> [PROBLEM]
Beginning with the first line, copy out each line of the material until the line containing "use std::collections::HashMap;" has been copied as well.

> [DATASET EXTRACT]
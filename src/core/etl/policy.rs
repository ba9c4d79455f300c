//! Per-type ETL policy
//!
//! Decides when a record is offered to a worker: how long a claim may sit
//! unresolved before another worker may take it over, how long a retryable
//! failure waits before the next attempt, and whether repeated retryable
//! failures are ever escalated to terminal.

use crate::config::schema::{EtlConfig, PolicyConfig, PolicyOverride};
use crate::core::processing::state::{ProcessingState, RetryStreak};
use crate::domain::document::DocumentType;
use crate::domain::log::ProcessingLogEntry;
use crate::domain::{HarborError, Result};
use chrono::{DateTime, Utc};
use std::collections::HashMap;
use std::str::FromStr;
use std::time::Duration;

/// Why a record is being offered
#[derive(Debug, Clone, Copy, PartialEq, Eq, Hash)]
pub enum Candidate {
    /// Never processed
    Unprocessed,
    /// Retryable failure whose backoff has elapsed
    Retry,
    /// Claimed by a worker that did not resolve it in time
    StaleClaim,
    /// Succeeded under an older transform revision
    StaleRevision,
}

impl Candidate {
    /// Name used in logs and log entry details
    pub fn as_str(&self) -> &'static str {
        match self {
            Candidate::Unprocessed => "unprocessed",
            Candidate::Retry => "retry",
            Candidate::StaleClaim => "stale-claim",
            Candidate::StaleRevision => "stale-revision",
        }
    }
}

/// Scheduling policy for one document type
#[derive(Debug, Clone, PartialEq)]
pub struct EtlPolicy {
    /// Age after which an unresolved claim may be taken over
    pub stale_after: Duration,

    /// Delay before the first retry
    pub backoff_initial: Duration,

    /// Growth factor between consecutive retries
    pub backoff_multiplier: f64,

    /// Upper bound on the retry delay
    pub backoff_max: Duration,

    /// Escalate to terminal after this many attempts in one retry run
    pub terminal_after_attempts: Option<u32>,
}

impl Default for EtlPolicy {
    fn default() -> Self {
        Self::from(&PolicyConfig::default())
    }
}

impl From<&PolicyConfig> for EtlPolicy {
    fn from(config: &PolicyConfig) -> Self {
        Self {
            stale_after: Duration::from_secs(config.stale_after_seconds),
            backoff_initial: Duration::from_secs(config.backoff_initial_seconds),
            backoff_multiplier: config.backoff_multiplier,
            backoff_max: Duration::from_secs(config.backoff_max_seconds),
            terminal_after_attempts: config.terminal_after_attempts,
        }
    }
}

impl EtlPolicy {
    /// Apply a partial override on top of this policy
    pub fn merged(&self, o: &PolicyOverride) -> Self {
        Self {
            stale_after: o
                .stale_after_seconds
                .map(Duration::from_secs)
                .unwrap_or(self.stale_after),
            backoff_initial: o
                .backoff_initial_seconds
                .map(Duration::from_secs)
                .unwrap_or(self.backoff_initial),
            backoff_multiplier: o.backoff_multiplier.unwrap_or(self.backoff_multiplier),
            backoff_max: o
                .backoff_max_seconds
                .map(Duration::from_secs)
                .unwrap_or(self.backoff_max),
            terminal_after_attempts: o
                .terminal_after_attempts
                .or(self.terminal_after_attempts),
        }
    }

    /// Delay before retry number `failures`
    ///
    /// `min(initial * multiplier^(failures - 1), max)`, and zero when there
    /// have been no failures.
    ///
    /// # Examples
    ///
    /// ```
    /// use harbor::core::etl::EtlPolicy;
    /// use std::time::Duration;
    ///
    /// let policy = EtlPolicy {
    ///     backoff_initial: Duration::from_secs(10),
    ///     backoff_multiplier: 2.0,
    ///     backoff_max: Duration::from_secs(60),
    ///     ..EtlPolicy::default()
    /// };
    /// assert_eq!(policy.backoff_delay(1), Duration::from_secs(10));
    /// assert_eq!(policy.backoff_delay(3), Duration::from_secs(40));
    /// assert_eq!(policy.backoff_delay(4), Duration::from_secs(60));
    /// ```
    pub fn backoff_delay(&self, failures: u32) -> Duration {
        if failures == 0 {
            return Duration::ZERO;
        }

        let exponent = i32::try_from(failures - 1).unwrap_or(i32::MAX);
        let secs = self.backoff_initial.as_secs_f64() * self.backoff_multiplier.powi(exponent);
        if !secs.is_finite() || secs >= self.backoff_max.as_secs_f64() {
            self.backoff_max
        } else {
            Duration::from_secs_f64(secs)
        }
    }

    /// Whether a record with this history should be offered at `now`
    ///
    /// `revision` is the current revision of the record's transform.
    pub fn candidate(
        &self,
        history: &[ProcessingLogEntry],
        revision: u32,
        now: DateTime<Utc>,
    ) -> Option<Candidate> {
        let Some(latest) = history.last() else {
            return Some(Candidate::Unprocessed);
        };
        let age = now.signed_duration_since(latest.timestamp);

        match ProcessingState::derive(Some(latest)) {
            ProcessingState::Unprocessed => Some(Candidate::Unprocessed),
            ProcessingState::InFlight => {
                elapsed(age, self.stale_after).then_some(Candidate::StaleClaim)
            }
            ProcessingState::Retryable => {
                let streak = RetryStreak::measure(history);
                elapsed(age, self.backoff_delay(streak.failures)).then_some(Candidate::Retry)
            }
            ProcessingState::Done => match latest.revision {
                Some(done_at) if done_at < revision => Some(Candidate::StaleRevision),
                _ => None,
            },
            ProcessingState::Dead => None,
        }
    }

    /// Whether a retryable failure on the attempt just made should be
    /// recorded as terminal instead
    ///
    /// `history` is the log before the failure is appended, so it ends with
    /// the claim of the attempt.
    pub fn escalates(&self, history: &[ProcessingLogEntry]) -> bool {
        match self.terminal_after_attempts {
            Some(limit) => RetryStreak::measure(history).attempts >= limit,
            None => false,
        }
    }
}

fn elapsed(age: chrono::Duration, threshold: Duration) -> bool {
    match chrono::Duration::from_std(threshold) {
        Ok(threshold) => age >= threshold,
        Err(_) => false,
    }
}

/// Default policy plus per-type overrides
#[derive(Debug, Clone, Default)]
pub struct PolicySet {
    default: EtlPolicy,
    overrides: HashMap<DocumentType, EtlPolicy>,
}

impl PolicySet {
    /// Same policy for every type
    pub fn uniform(policy: EtlPolicy) -> Self {
        Self {
            default: policy,
            overrides: HashMap::new(),
        }
    }

    /// Build from the `[etl]` configuration section
    ///
    /// # Errors
    ///
    /// Returns `HarborError::Configuration` if an override names an unknown
    /// document type.
    pub fn from_config(config: &EtlConfig) -> Result<Self> {
        let default = EtlPolicy::from(&config.policy);
        let mut set = Self::uniform(default.clone());

        for (name, o) in &config.policies {
            let document_type = DocumentType::from_str(name).map_err(|e| {
                HarborError::Configuration(format!("etl.policies.{name}: {e}"))
            })?;
            set = set.with_override(document_type, default.merged(o));
        }

        Ok(set)
    }

    /// Override the policy for one type
    pub fn with_override(mut self, document_type: DocumentType, policy: EtlPolicy) -> Self {
        self.overrides.insert(document_type, policy);
        self
    }

    /// Policy in force for a type
    pub fn for_type(&self, document_type: DocumentType) -> &EtlPolicy {
        self.overrides.get(&document_type).unwrap_or(&self.default)
    }
}
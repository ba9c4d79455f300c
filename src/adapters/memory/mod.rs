//! In-process storage backend
//!
//! Used by the test suite, by dry experiments (`database_target = "memory"`),
//! and when embedding Harbor in another process.

pub mod store;

pub use store::MemoryStore;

> [RESPONSE]
filename src/core/etl/policy.rs
repository ba9c4d79455f300c
//! Per-type ETL policy
//!
//! Decides when a record is offered to a worker: how long a claim may sit
//! unresolved before another worker may take it over, how long a retryable
//! failure waits before the next attempt, and whether repeated retryable
//! failures are ever escalated to terminal.

use crate::config::schema::{EtlConfig, PolicyConfig, PolicyOverride};
use crate::core::processing::state::{ProcessingState, RetryStreak};
use crate::domain::document::DocumentType;
use crate::domain::log::ProcessingLogEntry;
use crate::domain::{HarborError, Result};
use chrono::{DateTime, Utc};
use std::collections::HashMap;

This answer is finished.